Iran has banned the Reuters news agency for calling Iranian women training in martial arts “assassins” in a report. A spokesman for the Ministry of Culture said, “The decision was taken following the production of a video clip by this news agency’s video department branding some Iranian female athletes who practice ninjutsu as terrorists.” At first, the headline read, “Thousands of female Ninjas train as Iran’s assassins” but it was later changed to, “Three thousand women Ninjas train in Iran.”
Banning Reuters is ironic because the news agency has long whitewashed Muslim terrorists as well as demonizing Iran’s stated enemy, Israel.
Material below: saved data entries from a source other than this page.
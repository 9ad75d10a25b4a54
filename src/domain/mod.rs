// ============================================================
// Layer 3 — Domain Layer
// ============================================================
// Plain Rust types describing what the system works with.
// No Burn types, no file I/O.

// A tokenised review and its polarity
pub mod review;

// Ragged (level-of-detail) batches of token ids
pub mod lod;

// Abstractions implemented by the data and ml layers
pub mod traits;
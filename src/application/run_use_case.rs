// ============================================================
// Layer 2 — RunUseCase
// ============================================================
// Train then infer once per place: CPU first, then GPU when the
// binary was built with GPU support. Both passes share the same
// save directory, so the GPU pass overwrites the CPU parameters.

use anyhow::{anyhow, Result};

use crate::application::{
    infer_use_case::{InferConfig, InferOutcome, InferUseCase},
    train_use_case::{TrainConfig, TrainReport, TrainUseCase},
};
use crate::ml::backend::Place;

#[derive(Debug, Clone, PartialEq)]
pub struct PlaceRun {
    pub place: Place,
    pub train: TrainReport,
    pub infer: InferOutcome,
}

pub struct RunUseCase {
    train: TrainConfig,
    seed:  u64,
}

impl RunUseCase {
    pub fn new(train: TrainConfig, seed: u64) -> Self {
        Self { train, seed }
    }

    pub fn execute(&self) -> Result<Vec<PlaceRun>> {
        let mut runs = Vec::new();

        for place in Place::ALL {
            if !place.is_compiled() {
                tracing::info!("{} support not compiled in, skipping", place);
                continue;
            }

            let Some(train) = TrainUseCase::new(self.train.clone()).execute(place)? else {
                continue;
            };

            let infer_cfg = InferConfig {
                save_dir: self.train.save_dir.clone(),
                text:     None,
                seed:     self.seed,
            };
            let infer = InferUseCase::new(infer_cfg)
                .execute(place)?
                .ok_or_else(|| anyhow!("{} became unavailable between train and infer", place))?;

            runs.push(PlaceRun { place, train, infer });
        }

        Ok(runs)
    }
}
In 2009, at the World Economic Forum, Nakhle El Hage, Director of News and Current Affairs at Al Arabiya, said of the Arab media:
We tell people what they want to hear. If they want to see pictures of massacres, we show them. If they want us to tell them that any Arab or Muslim killed in any part of the world, even if he or she are terrorists, are martyrs, also we can win the people.
Caroline Drees, the Reuters Middle East editor, responded, “Why is it a problem? Who are we to educate the audience of what they should want?”
Reuters called Terry Jones, who burned a Koran, a “radical, fundamentalist Christian” and an “extremist Christian preacher.” Meanwhile, the Muslims who killed ten people in response, including slitting one throat, were given much warmer treatment: “More volatile protests are possible across deeply religious Afghanistan …”
In 2011 a study published by Henry Silverman of Roosevelt University in the Journal of Applied Business Research showed that Reuters’ coverage of the Middle East conflict was systematically tainted by propaganda against Israel. Silverman analyzed fifty news articles through the prism of Reuters’ own guide to ethical principles for reporting, and found over 1,100 incidences of overt propaganda and ethical violations that vilified Israel while supporting the Palestinian Arabs and their supporters.
Iran’s cutting off its nose despite its face. But that seems to be the pattern these days.